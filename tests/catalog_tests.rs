// SPDX-License-Identifier: MIT
// Copyright 2026 Roland Dreier <roland@rolandd.dev>

//! Business catalog smoke tests against the committed data file.

use comunidade_ativa::models::Coordinate;
use comunidade_ativa::services::geolocation::DEFAULT_LOCATION;
use comunidade_ativa::services::BusinessCatalog;

/// Load the committed catalog.
fn load_test_catalog() -> BusinessCatalog {
    BusinessCatalog::load_from_file("data/businesses.geojson")
        .expect("Failed to load business catalog - is data/ committed?")
}

#[test]
fn test_data_file_matches_builtin_catalog() {
    let loaded = load_test_catalog();
    let demo = BusinessCatalog::demo();

    assert_eq!(loaded.businesses(), demo.businesses());
}

#[test]
fn test_offers_belong_to_their_business() {
    let catalog = load_test_catalog();
    for business in catalog.businesses() {
        assert!(!business.offers.is_empty(), "{} has no offers", business.name);
        for offer in &business.offers {
            assert_eq!(offer.business_id, business.id);
        }
    }
}

#[test]
fn test_ids_unique() {
    let catalog = load_test_catalog();
    let mut seen = std::collections::HashSet::new();
    for business in catalog.businesses() {
        assert!(seen.insert(business.id.as_str()), "Duplicate id: {}", business.id);
    }
}

#[test]
fn test_nearby_from_default_location() {
    let catalog = load_test_catalog();
    let nearby = catalog.nearby(DEFAULT_LOCATION);

    let names: Vec<&str> = nearby.iter().map(|n| n.business.name.as_str()).collect();
    assert_eq!(
        names,
        vec!["Café Central", "Livraria Saber", "Academia Vida Ativa"]
    );
    assert_eq!(nearby[0].distance_km, 0.0);
    assert_eq!(nearby[1].distance_label(), "0.2km");
    assert_eq!(nearby[2].distance_label(), "0.3km");
}

#[test]
fn test_nearby_is_sorted() {
    let catalog = load_test_catalog();
    let far_away = Coordinate::new(48.8566, 2.3522);
    let nearby = catalog.nearby(far_away);

    assert_eq!(nearby.len(), 3);
    assert!(nearby
        .windows(2)
        .all(|pair| pair[0].distance_km <= pair[1].distance_km));
}

#[test]
fn test_missing_file_is_io_error() {
    let err = BusinessCatalog::load_from_file("data/does-not-exist.geojson").unwrap_err();
    assert!(matches!(
        err,
        comunidade_ativa::services::CatalogError::Io(_)
    ));
}
//! Application configuration loaded from environment variables.

use crate::models::Coordinate;
use crate::services::geolocation::DEFAULT_GEOLOCATION_TIMEOUT;
use std::env;
use std::path::PathBuf;
use std::time::Duration;

/// Application configuration, loaded once at startup.
#[derive(Debug, Clone, PartialEq)]
pub struct Config {
    /// JSON file holding the local session
    pub store_path: PathBuf,
    /// GeoJSON business catalog (built-in demo catalog when unset)
    pub catalog_path: Option<PathBuf>,
    /// Upper bound on the startup position lookup
    pub geolocation_timeout: Duration,
    /// Position reported by the geolocation provider, if any
    pub home_location: Option<Coordinate>,
    /// Identity registered when no session is stored
    pub demo_user: Option<DemoUser>,
}

/// Name and email used to seed an empty store.
#[derive(Debug, Clone, PartialEq)]
pub struct DemoUser {
    pub name: String,
    pub email: String,
}

impl Default for Config {
    fn default() -> Self {
        Self {
            store_path: PathBuf::from(".comunidade/session.json"),
            catalog_path: None,
            geolocation_timeout: DEFAULT_GEOLOCATION_TIMEOUT,
            home_location: None,
            demo_user: None,
        }
    }
}

impl Config {
    /// Load configuration from environment variables.
    pub fn from_env() -> Result<Self, ConfigError> {
        dotenvy::dotenv().ok(); // Load .env file if present

        Self::from_lookup(|key| env::var(key).ok())
    }

    /// Build configuration from an arbitrary variable lookup.
    pub fn from_lookup<F>(lookup: F) -> Result<Self, ConfigError>
    where
        F: Fn(&str) -> Option<String>,
    {
        let defaults = Self::default();
        let var = |key: &str| {
            lookup(key)
                .map(|v| v.trim().to_string())
                .filter(|v| !v.is_empty())
        };

        let geolocation_timeout = match var("GEOLOCATION_TIMEOUT_MS") {
            Some(raw) => Duration::from_millis(
                raw.parse()
                    .map_err(|_| ConfigError::Invalid("GEOLOCATION_TIMEOUT_MS", raw))?,
            ),
            None => defaults.geolocation_timeout,
        };

        let home_location = match (var("HOME_LAT"), var("HOME_LNG")) {
            (Some(lat), Some(lng)) => Some(Coordinate::new(
                lat.parse().map_err(|_| ConfigError::Invalid("HOME_LAT", lat))?,
                lng.parse().map_err(|_| ConfigError::Invalid("HOME_LNG", lng))?,
            )),
            (None, None) => None,
            (Some(_), None) => return Err(ConfigError::Missing("HOME_LNG")),
            (None, Some(_)) => return Err(ConfigError::Missing("HOME_LAT")),
        };

        let demo_user = match (var("DEMO_NAME"), var("DEMO_EMAIL")) {
            (Some(name), Some(email)) => Some(DemoUser { name, email }),
            (None, None) => None,
            (Some(_), None) => return Err(ConfigError::Missing("DEMO_EMAIL")),
            (None, Some(_)) => return Err(ConfigError::Missing("DEMO_NAME")),
        };

        Ok(Self {
            store_path: var("STORE_PATH")
                .map(PathBuf::from)
                .unwrap_or(defaults.store_path),
            catalog_path: var("CATALOG_PATH").map(PathBuf::from),
            geolocation_timeout,
            home_location,
            demo_user,
        })
    }
}

/// Configuration errors
#[derive(Debug, thiserror::Error, PartialEq)]
pub enum ConfigError {
    #[error("Missing required environment variable: {0}")]
    Missing(&'static str),

    #[error("Invalid value for {0}: {1:?}")]
    Invalid(&'static str, String),
}

#[cfg(test)]
mod tests {
    use super::*;
    use std::collections::HashMap;

    fn config_from(vars: &[(&str, &str)]) -> Result<Config, ConfigError> {
        let vars: HashMap<String, String> = vars
            .iter()
            .map(|(k, v)| (k.to_string(), v.to_string()))
            .collect();
        Config::from_lookup(|key| vars.get(key).cloned())
    }

    #[test]
    fn test_defaults() {
        let config = config_from(&[]).expect("Config should load");
        assert_eq!(config, Config::default());
        assert_eq!(config.geolocation_timeout, Duration::from_secs(10));
    }

    #[test]
    fn test_config_from_vars() {
        let config = config_from(&[
            ("STORE_PATH", "/tmp/session.json"),
            ("CATALOG_PATH", "data/businesses.geojson"),
            ("GEOLOCATION_TIMEOUT_MS", "2500"),
            ("HOME_LAT", "-22.9068"),
            ("HOME_LNG", "-43.1729"),
            ("DEMO_NAME", "Ana"),
            ("DEMO_EMAIL", "ana@x.com"),
        ])
        .expect("Config should load");

        assert_eq!(config.store_path, PathBuf::from("/tmp/session.json"));
        assert_eq!(
            config.catalog_path,
            Some(PathBuf::from("data/businesses.geojson"))
        );
        assert_eq!(config.geolocation_timeout, Duration::from_millis(2500));
        assert_eq!(config.home_location, Some(Coordinate::new(-22.9068, -43.1729)));
        assert_eq!(config.demo_user.map(|d| d.email), Some("ana@x.com".to_string()));
    }

    #[test]
    fn test_half_configured_home_location() {
        assert_eq!(
            config_from(&[("HOME_LAT", "1.0")]),
            Err(ConfigError::Missing("HOME_LNG"))
        );
    }

    #[test]
    fn test_half_configured_demo_user() {
        assert_eq!(
            config_from(&[("DEMO_NAME", "Ana")]),
            Err(ConfigError::Missing("DEMO_EMAIL"))
        );
        assert_eq!(
            config_from(&[("DEMO_EMAIL", "ana@x.com")]),
            Err(ConfigError::Missing("DEMO_NAME"))
        );
    }

    #[test]
    fn test_invalid_timeout() {
        assert_eq!(
            config_from(&[("GEOLOCATION_TIMEOUT_MS", "soon")]),
            Err(ConfigError::Invalid("GEOLOCATION_TIMEOUT_MS", "soon".to_string()))
        );
    }
}
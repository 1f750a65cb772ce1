use comunidade_ativa::models::{Business, Coordinate};
use comunidade_ativa::services::{distance_km, BusinessCatalog};
use criterion::{criterion_group, criterion_main, Criterion};
use std::hint::black_box;

fn benchmark_nearby(c: &mut Criterion) {
    let catalog = BusinessCatalog::load_from_file("data/businesses.geojson")
        .expect("Failed to load business catalog");

    // Spread copies of the reference businesses over greater São Paulo.
    let template: Vec<Business> = catalog.businesses().to_vec();
    let large: Vec<Business> = (0..1000)
        .map(|i| {
            let mut b = template[i % template.len()].clone();
            b.id = i.to_string();
            b.location = Coordinate::new(
                b.location.lat + (i as f64 * 0.0007) % 0.3,
                b.location.lng - (i as f64 * 0.0011) % 0.3,
            );
            b
        })
        .collect();
    let large = BusinessCatalog::new(large);

    let origin = Coordinate::new(-23.56, -46.64);

    let mut group = c.benchmark_group("nearby");

    group.bench_function("distance_km", |b| {
        let other = Coordinate::new(-22.9068, -43.1729);
        b.iter(|| distance_km(black_box(origin), black_box(other)))
    });

    group.bench_function("reference_catalog", |b| {
        b.iter(|| catalog.nearby(black_box(origin)).len())
    });

    group.bench_function("thousand_businesses", |b| {
        b.iter(|| large.nearby(black_box(origin)).len())
    });

    group.finish();
}

criterion_group!(benches, benchmark_nearby);
criterion_main!(benches);
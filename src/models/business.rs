// SPDX-License-Identifier: MIT
// Copyright 2026 Roland Dreier <roland@kernel.org>

//! Local business and offer reference data.

use crate::models::Coordinate;
use crate::time_utils::rfc3339_millis;
use chrono::{DateTime, Utc};
use serde::{Deserialize, Serialize};
#[cfg(feature = "binding-generation")]
use ts_rs::TS;

/// A place users can visit, like or share.
#[derive(Debug, Clone, PartialEq, Serialize, Deserialize)]
#[serde(rename_all = "camelCase")]
#[cfg_attr(feature = "binding-generation", derive(TS))]
#[cfg_attr(
    feature = "binding-generation",
    ts(export, export_to = "web/src/lib/generated/")
)]
pub struct Business {
    pub id: String,
    pub name: String,
    pub category: String,
    pub description: String,
    pub address: String,
    pub location: Coordinate,
    /// Average rating (0-5)
    pub rating: f64,
    #[serde(default, skip_serializing_if = "Option::is_none")]
    pub image: Option<String>,
    #[serde(default, skip_serializing_if = "Option::is_none")]
    pub phone: Option<String>,
    #[serde(default, skip_serializing_if = "Option::is_none")]
    pub website: Option<String>,
    #[serde(default)]
    pub offers: Vec<Offer>,
    #[serde(default)]
    pub verified: bool,
}

impl Business {
    /// The offer highlighted on the business card.
    pub fn featured_offer(&self) -> Option<&Offer> {
        self.offers.first()
    }
}

/// Point-redeemable offer attached to a business.
#[derive(Debug, Clone, PartialEq, Serialize, Deserialize)]
#[serde(rename_all = "camelCase")]
#[cfg_attr(feature = "binding-generation", derive(TS))]
#[cfg_attr(
    feature = "binding-generation",
    ts(export, export_to = "web/src/lib/generated/")
)]
pub struct Offer {
    pub id: String,
    pub business_id: String,
    pub title: String,
    pub description: String,
    /// Discount percentage (0 for non-monetary benefits)
    pub discount: u32,
    pub points_required: u32,
    #[serde(with = "rfc3339_millis")]
    #[cfg_attr(feature = "binding-generation", ts(type = "string"))]
    pub valid_until: DateTime<Utc>,
    pub category: String,
}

____

▶ [TASK OBJECTIVE]: Pick out and copy the lines of the material that include the word "other".

▶ [WORKED SOLUTION]:
        let other = Coordinate::new(-22.9068, -43.1729);
        b.iter(|| distance_km(black_box(origin), black_box(other)))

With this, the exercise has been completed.